**Raw data**:
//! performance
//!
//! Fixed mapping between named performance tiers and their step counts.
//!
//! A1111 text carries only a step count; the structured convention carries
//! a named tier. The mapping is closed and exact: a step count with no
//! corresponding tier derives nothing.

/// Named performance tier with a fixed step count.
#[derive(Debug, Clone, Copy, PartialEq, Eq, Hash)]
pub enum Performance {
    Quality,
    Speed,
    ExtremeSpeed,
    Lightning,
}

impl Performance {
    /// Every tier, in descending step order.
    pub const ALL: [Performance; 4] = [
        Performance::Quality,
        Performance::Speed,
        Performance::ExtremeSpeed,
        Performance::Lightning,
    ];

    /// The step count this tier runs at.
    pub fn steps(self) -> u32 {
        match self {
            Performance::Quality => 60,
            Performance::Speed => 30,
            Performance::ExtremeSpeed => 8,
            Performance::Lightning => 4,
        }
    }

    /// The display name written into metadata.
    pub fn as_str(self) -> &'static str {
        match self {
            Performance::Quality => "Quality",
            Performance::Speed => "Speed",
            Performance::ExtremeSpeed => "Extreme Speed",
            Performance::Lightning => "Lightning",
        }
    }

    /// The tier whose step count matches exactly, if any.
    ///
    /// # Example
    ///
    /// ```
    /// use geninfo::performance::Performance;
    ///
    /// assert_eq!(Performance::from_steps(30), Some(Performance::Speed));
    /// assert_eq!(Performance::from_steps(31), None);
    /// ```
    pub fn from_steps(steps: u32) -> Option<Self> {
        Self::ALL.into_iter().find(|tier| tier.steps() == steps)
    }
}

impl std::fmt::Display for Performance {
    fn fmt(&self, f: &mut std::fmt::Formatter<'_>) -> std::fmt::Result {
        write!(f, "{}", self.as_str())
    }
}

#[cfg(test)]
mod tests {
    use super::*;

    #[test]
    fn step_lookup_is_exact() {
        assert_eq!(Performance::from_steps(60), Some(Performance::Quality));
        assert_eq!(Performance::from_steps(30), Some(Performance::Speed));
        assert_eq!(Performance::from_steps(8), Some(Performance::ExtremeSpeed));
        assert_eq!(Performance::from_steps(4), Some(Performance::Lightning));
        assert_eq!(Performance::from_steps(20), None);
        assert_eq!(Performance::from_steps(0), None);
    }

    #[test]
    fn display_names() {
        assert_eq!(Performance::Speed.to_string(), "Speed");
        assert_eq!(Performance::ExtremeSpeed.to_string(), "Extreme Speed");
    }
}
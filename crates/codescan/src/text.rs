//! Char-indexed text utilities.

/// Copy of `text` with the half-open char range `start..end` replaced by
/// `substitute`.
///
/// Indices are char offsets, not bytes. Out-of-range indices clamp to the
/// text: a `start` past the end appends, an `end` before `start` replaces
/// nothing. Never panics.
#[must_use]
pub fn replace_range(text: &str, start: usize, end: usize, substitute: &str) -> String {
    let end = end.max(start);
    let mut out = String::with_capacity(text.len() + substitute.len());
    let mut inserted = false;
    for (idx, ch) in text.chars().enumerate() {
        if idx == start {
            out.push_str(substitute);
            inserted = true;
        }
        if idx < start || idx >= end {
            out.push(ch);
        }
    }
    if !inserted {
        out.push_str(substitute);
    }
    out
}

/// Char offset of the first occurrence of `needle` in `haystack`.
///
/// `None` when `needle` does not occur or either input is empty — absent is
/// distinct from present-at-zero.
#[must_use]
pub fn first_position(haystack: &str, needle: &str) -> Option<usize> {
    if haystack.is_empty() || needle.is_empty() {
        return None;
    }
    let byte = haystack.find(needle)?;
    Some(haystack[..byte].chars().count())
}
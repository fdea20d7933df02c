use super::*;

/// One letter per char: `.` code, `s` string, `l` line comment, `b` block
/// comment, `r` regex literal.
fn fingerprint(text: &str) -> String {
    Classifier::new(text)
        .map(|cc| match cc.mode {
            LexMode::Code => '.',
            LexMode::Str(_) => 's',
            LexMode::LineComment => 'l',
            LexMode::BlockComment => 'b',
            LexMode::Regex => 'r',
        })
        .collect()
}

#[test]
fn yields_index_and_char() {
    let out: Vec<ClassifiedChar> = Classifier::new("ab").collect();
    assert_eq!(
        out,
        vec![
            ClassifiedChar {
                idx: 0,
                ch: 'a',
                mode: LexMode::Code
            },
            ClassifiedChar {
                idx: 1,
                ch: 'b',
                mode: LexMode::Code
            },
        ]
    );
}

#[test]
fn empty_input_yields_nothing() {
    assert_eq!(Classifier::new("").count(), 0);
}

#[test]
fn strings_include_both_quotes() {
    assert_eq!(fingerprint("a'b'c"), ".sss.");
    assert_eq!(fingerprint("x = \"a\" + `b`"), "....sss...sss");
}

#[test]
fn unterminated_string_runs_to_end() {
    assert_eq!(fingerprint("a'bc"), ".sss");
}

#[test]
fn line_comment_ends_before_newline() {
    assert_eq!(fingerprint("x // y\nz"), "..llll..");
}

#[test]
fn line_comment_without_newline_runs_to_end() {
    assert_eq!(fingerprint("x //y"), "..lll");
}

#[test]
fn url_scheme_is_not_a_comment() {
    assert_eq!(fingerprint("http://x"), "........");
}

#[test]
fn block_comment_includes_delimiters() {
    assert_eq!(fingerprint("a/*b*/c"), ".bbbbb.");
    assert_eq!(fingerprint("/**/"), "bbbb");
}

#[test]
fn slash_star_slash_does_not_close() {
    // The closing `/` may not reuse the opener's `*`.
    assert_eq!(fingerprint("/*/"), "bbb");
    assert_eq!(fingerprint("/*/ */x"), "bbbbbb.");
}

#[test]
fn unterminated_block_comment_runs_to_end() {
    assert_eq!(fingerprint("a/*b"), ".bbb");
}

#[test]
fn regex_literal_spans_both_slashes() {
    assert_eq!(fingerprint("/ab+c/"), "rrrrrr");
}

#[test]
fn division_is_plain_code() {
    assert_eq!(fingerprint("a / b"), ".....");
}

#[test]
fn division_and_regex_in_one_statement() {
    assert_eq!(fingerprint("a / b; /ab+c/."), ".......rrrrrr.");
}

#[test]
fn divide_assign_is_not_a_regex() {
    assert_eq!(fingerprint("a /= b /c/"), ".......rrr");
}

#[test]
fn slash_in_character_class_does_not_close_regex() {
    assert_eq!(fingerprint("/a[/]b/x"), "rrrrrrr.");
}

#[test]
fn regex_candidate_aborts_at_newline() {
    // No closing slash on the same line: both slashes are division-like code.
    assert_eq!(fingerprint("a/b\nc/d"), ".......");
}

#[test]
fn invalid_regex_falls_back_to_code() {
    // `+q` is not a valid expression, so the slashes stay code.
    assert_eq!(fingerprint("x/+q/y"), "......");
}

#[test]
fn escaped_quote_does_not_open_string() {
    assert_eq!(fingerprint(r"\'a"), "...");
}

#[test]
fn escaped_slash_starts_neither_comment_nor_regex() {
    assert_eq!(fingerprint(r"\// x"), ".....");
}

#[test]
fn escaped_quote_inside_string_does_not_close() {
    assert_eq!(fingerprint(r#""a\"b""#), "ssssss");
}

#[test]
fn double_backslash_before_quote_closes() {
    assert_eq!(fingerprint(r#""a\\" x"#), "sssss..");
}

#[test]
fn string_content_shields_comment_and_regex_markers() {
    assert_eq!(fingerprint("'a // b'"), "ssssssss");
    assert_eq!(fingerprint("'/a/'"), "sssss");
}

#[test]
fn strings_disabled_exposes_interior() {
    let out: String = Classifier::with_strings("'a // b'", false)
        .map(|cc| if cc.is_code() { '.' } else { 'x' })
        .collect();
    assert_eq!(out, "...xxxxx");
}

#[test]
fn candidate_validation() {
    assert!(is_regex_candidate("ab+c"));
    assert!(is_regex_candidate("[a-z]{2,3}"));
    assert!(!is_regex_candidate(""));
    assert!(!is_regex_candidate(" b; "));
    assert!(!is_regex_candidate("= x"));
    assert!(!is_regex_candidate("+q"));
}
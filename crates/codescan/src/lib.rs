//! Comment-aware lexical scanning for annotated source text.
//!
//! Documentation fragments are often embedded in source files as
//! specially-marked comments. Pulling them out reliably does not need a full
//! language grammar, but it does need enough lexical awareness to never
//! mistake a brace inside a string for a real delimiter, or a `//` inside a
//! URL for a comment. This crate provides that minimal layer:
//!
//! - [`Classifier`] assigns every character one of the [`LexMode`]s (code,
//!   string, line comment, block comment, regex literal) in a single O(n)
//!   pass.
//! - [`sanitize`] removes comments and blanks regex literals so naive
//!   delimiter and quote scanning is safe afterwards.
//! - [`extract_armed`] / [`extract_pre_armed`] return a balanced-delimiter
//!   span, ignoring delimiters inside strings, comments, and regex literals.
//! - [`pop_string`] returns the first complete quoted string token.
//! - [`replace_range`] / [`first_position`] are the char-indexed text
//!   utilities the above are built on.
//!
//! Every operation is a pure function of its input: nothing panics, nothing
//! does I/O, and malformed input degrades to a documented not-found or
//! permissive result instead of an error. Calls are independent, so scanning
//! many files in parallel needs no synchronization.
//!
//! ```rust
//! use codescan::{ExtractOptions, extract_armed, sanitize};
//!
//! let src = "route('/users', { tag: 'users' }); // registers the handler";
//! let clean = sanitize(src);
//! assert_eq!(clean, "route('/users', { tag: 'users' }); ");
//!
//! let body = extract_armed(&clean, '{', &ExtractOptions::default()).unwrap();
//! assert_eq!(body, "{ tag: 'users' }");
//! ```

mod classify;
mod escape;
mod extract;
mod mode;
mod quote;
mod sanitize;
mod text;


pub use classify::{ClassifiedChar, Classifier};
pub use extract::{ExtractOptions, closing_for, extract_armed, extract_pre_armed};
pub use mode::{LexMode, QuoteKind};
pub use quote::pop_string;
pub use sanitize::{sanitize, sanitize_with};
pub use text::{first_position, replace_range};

**What to work on**: Every line above with the string "utilities" in it needs to be copied.

**Task output**:
//! Char-indexed text utilities.
//!   utilities the above are built on.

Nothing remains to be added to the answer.